Those of us who knew Rich remember him as someone who also was possessed of a charm not often found in a profession that skews toward cynicism.
Rich was born in 1902 in Illinois. By 1910 his family was in New Mexico, by 1920 in Shreveport, where as a boy Rich sold newspapers on the street. The ink from those newspapers obviously seeped into his blood. Soon thereafter the Richharts moved to Fort Worth, where Rich attended Fort Worth High School and helped to found the Pantherette school newspaper. (Fort Worth High School would become Paschal High in 1935.)
While still in high school Rich was working for the Star-Telegram. Clip is from February 5, 1922.

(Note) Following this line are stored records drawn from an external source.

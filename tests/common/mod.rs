//! Scripted transport and small helpers shared across the test suite.

#![allow(dead_code)]

use std::collections::{HashMap, VecDeque};
use std::sync::atomic::{AtomicUsize, Ordering};
use std::sync::{Arc, Mutex};

use async_trait::async_trait;
use query_wire::{HttpRequest, HttpResponse, Method, Transport};
use serde_json::Value;
use tokio::sync::oneshot;

/// One scripted reply for a method + url.
pub enum Reply {
    /// Respond as soon as the call arrives.
    Now(Result<HttpResponse, String>),
    /// Hold the response until the paired gate sender fires.
    Gated(oneshot::Receiver<Result<HttpResponse, String>>),
    /// Never respond.
    Hang,
}

/// Transport that serves queued replies keyed by `"METHOD url"` and counts
/// every call it receives.
///
/// Replies for the same method + url are consumed in FIFO order. A call with
/// no scripted reply fails with a transport error naming the request, which
/// keeps a mis-scripted test loud instead of hanging.
#[derive(Clone, Default)]
pub struct MockTransport {
    scripts: Arc<Mutex<HashMap<String, VecDeque<Reply>>>>,
    calls: Arc<AtomicUsize>,
}

impl MockTransport {
    pub fn new() -> Self {
        Self::default()
    }

    fn key(method: Method, url: &str) -> String {
        format!("{method} {url}")
    }

    /// Queue a reply.
    pub fn script(&self, method: Method, url: &str, reply: Reply) {
        self.scripts
            .lock()
            .unwrap()
            .entry(Self::key(method, url))
            .or_default()
            .push_back(reply);
    }

    /// Queue a gated reply and return the sender that releases it.
    pub fn gate(&self, method: Method, url: &str) -> oneshot::Sender<Result<HttpResponse, String>> {
        let (tx, rx) = oneshot::channel();
        self.script(method, url, Reply::Gated(rx));
        tx
    }

    /// Total calls issued through this transport.
    pub fn calls(&self) -> usize {
        self.calls.load(Ordering::SeqCst)
    }
}

#[async_trait]
impl Transport for MockTransport {
    async fn send(&self, request: HttpRequest) -> Result<HttpResponse, anyhow::Error> {
        self.calls.fetch_add(1, Ordering::SeqCst);
        let key = Self::key(request.method, &request.url);
        let reply = self
            .scripts
            .lock()
            .unwrap()
            .get_mut(&key)
            .and_then(|queue| queue.pop_front());
        match reply {
            Some(Reply::Now(Ok(response))) => Ok(response),
            Some(Reply::Now(Err(message))) => Err(anyhow::anyhow!(message)),
            Some(Reply::Gated(rx)) => match rx.await {
                Ok(Ok(response)) => Ok(response),
                Ok(Err(message)) => Err(anyhow::anyhow!(message)),
                // Gate dropped: behave like a hung connection.
                Err(_) => std::future::pending().await,
            },
            Some(Reply::Hang) => std::future::pending().await,
            None => Err(anyhow::anyhow!("no scripted reply for {key}")),
        }
    }
}

/// A 200 reply carrying the given JSON body.
pub fn ok(body: Value) -> Reply {
    Reply::Now(Ok(HttpResponse { status: 200, body }))
}

/// A reply with an explicit HTTP status.
pub fn status(status: u16, body: Value) -> Reply {
    Reply::Now(Ok(HttpResponse { status, body }))
}

/// A transport-level failure.
pub fn fail(message: &str) -> Reply {
    Reply::Now(Err(message.to_string()))
}

/// Merge function that takes the incoming value wholesale.
pub fn replace(_current: Option<&Value>, next: Option<&Value>) -> Value {
    next.cloned().unwrap_or(Value::Null)
}

/// Let spawned request tasks run until they park.
///
/// The suite runs on the current-thread runtime, so task progress only
/// happens at await points in the test itself.
pub async fn yield_to_tasks() {
    for _ in 0..8 {
        tokio::task::yield_now().await;
    }
}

When he attended TCU he was the university’s first sports public relations director.
By 1924 Rich was Star-Telegram church editor.
The stock show traditionally was, well, a sacred cow to the Star-Telegram. The newspaper covered—nay, smothered—the stock show like gravy on steak. Rare was the reporter who could avoid being dispatched to the stock show to churn out stories. And Rich was no exception. He covered the stock show in the 1920s and 1930s. Note that Rich’s press pass was signed by a man with a most Fort Worthian name: Van Zandt Jarvis was the son of James Jones Jarvis and Ida Van Zandt, who was daughter of Isaac Van Zandt and sister of Khleber Miller Van Zandt. Van Zandt Jarvis would become mayor in 1933. (Press pass courtesy of Billy Joe Gabriel.)
And the annual Texas Cowboy Reunion in Stamford when it began in the 1930s.
Also in 1930 Rich began what for the rest of his career would be his main “beat”: the Trinity River, especially efforts to canalize it to Fort Worth. Canalization of the Trinity was a pet project of Amon Carter, and Carter made Rich his plenipotentiary.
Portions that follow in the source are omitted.